Les pépites se gâtent malgré la journée négative de Damian Lillard

Les choses ont beaucoup changé depuis le dernier match et pourraient changer davantage par la suite. Les Nuggets se sont définitivement montrés, et cela se comprend en l’absence de Jamal Murray, comme une équipe volage et ces Vestes devant eux, ayant changé la rotation pour s’adapter à ce que le corps demande aux adversaires, ils sont coriaces. Dans le deuxième match de Portland, le quatrième au total de cette série de premier tour, la poussée de l’équipe du Colorado est antisportive. La distance dans les minutes poubelles et dans les précédentes a été réduite, avec des joueurs réguliers mais jouant déjà pour le plaisir. En seulement une demi-heure, le rendez-vous a été finalisé et cela, dans une équipe de l’esprit et de la faim de Denver, est un problème. Les matchs sont perdus et comptent pareil façonner si c’est pour un ou pour quarante et un, mais le photo restes et celui du tableau réalisé par Mike Malone, que les caméras ont même traqué bâillement À un moment donné en deuxième mi-temps, c’est très, très négatif.

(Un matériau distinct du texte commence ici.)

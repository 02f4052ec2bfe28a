//! Lyric quality checks.
//!
//! [`classify`] is the single quality gate every lyric file passes through
//! before it is trusted. The [`validate`] module holds the checks that run on
//! a freshly fetched file, strictly in the order strip, reject, rename.

mod classify;
pub mod validate;

pub use classify::{
    METADATA_TAGS, MIN_LYRIC_LINES, MIN_TIMESTAMP_LINES, classify, classify_file, has_timestamp,
    is_metadata_line,
};
pub use validate::{Validation, Validators};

Ils n’ont pas profité de la mauvaise journée de Damien Lillard, qui a clôturé la séance avec 1/10 aux tirs bien qu’il ait été plus favorisé dans d’autres facettes comme les rebonds ou les passes décisives. Il s’est déchaîné sous la pression de Campazzo et n’a trouvé aucune position de tir confortable, en plus de ne pas avoir la magie des coups compliqués qu’il met habituellement même s’ils sont compliqués. Mais il y avait des gardes du corps. Norman Powell Cela montre pourquoi il a été échangé contre Trent, qui a brillé dans la bulle: 29 points et seulement quatre tirs manqués. McCollum, Anthony et un Nurkic partout, autres clés pour les élèves du interrogé Terry Stotts.

le pépites dans la première moitié. Les deux équipes étaient à l’aise avec des triples si les séquences étaient réparties, mais l’intensité en défense était très inégale. C’est un aspect que Malone a souligné lors de la conférence de presse qui a suivi, car On n’a pas expliqué qu’il fallait mettre plus d’intensité sur les joueurs sachant qu’on est dans la phase finale de la saison. Il y avait faiblesse et le domaine des zones il appartenait également à Portland même s’ils avaient moins de rebonds totaux.

Les dix points de départ de Powell ont conduit à un 3 points de McCollum avec lequel les dix points étaient déjà ceux qu’une équipe a retirés à une autre (23-13, minute 6). Le départ de Morris a donné aux visiteurs des ailes, qu’il avait énormément de mal à créer. Facu Campazzo n’était pas à la hauteur de sa tâche même s’il a fini par gonfler quelque peu ses chiffres : 12 points et 7 passes décisives. La référence, qui est présumée être le MVP, a fait une apparition mais comme de rien. Nurkic, ex-coéquipier et compagnon des Balkans, lui a rendu la vie impossible et Nikola Jokic, qui avait marqué 36 points de moyenne dans cette série, a pu voir le cerceau à trois reprises au premier quart et rendre grâce. La pression sur les coupes de Covington a pris effet, elle était chargée de fautes mais cela en valait la peine. L’intensité montait et les Nuggets commençaient à se perdre.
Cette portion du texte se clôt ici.